Design and construction
- Architect(s): Channa Daswatte

Other information
- Number of rooms: 119
- Number of suites: 2
- Number of restaurants: 3

Website
- www.cinnamonhotels.com/cinnamoncitadelkandy

= Cinnamon Citadel Kandy =

Cinnamon Citadel Kandy, formerly known as The Citadel Kandy, is a four-star hotel located in Kandy, Sri Lanka. The hotel is located on the bank of the Mahaweli River. The hotel's main deck is decorated with Dumbara weaving designs and an 18-foot handwoven wall hanging by Ena de Silva.

==History==
The 1974 annual report of British Airways mentions that its investment in Mackinnon Mackenzie was transferred to Kandy Walk Inn which was building a hotel in Kandy. The hotel was built in 1983 and was designed by the Sri Lankan architect, Channa Daswatte. The hotel was featured in the film Deveni Gamana and when John Keells Holdings took over the hotel it was used as a circuit bungalow.
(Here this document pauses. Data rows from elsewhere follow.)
//! Apartment-suite scene definition and animation.
//!
//! Everything here is renderer-agnostic: a static floor-plan table, a camera,
//! and pure functions of elapsed time. The wgpu backend mirrors the surface
//! math in WGSL; this crate is the reference the shader is checked against.
//!
//! # Invariants
//! - Visual state is a pure function of elapsed seconds. Nothing is
//!   accumulated frame to frame, so there is no drift.
//! - Every floor-plan block has strictly positive dimensions.

pub mod animation;
pub mod camera;
pub mod layout;

pub use animation::{Surface, assembly_transform, shade, yaw_angle};
pub use camera::SuiteCamera;
pub use layout::{Block, FLOOR_PLAN, LayoutError};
The hotel company was listed on the Colombo Stock Exchange formerly under the symbol "KINN", however has been delisted later. Today the hotel is a part of John Keells Hotels which trades as "JKH.N0000". John Keells Holdings launched a new brand of hotels consisting of three- and four-star resorts of John Keells Hotels Group along with The Citadel Kandy in ITB Berlin in 2006. The name of the brand is revealed to be "Chaaya Hotels & Resorts". After refurbishment, the hotel was relaunched in September 2006 as the third hotel to be relaunched under the brand Chaaya. The hotel got the present name after a rebranding in 2012. After closing for three months due to the COVID-19 pandemic the John Keells resorts reopened a few resorts including the Cinnamon Citadel in July 2020.

==Amenities==
The hotel consists of 119 rooms and two suites and a conference hall which can accommodate 80 people. The swimming pool and the main restaurant are located on the riverside. The hotel also has a spa and a gym.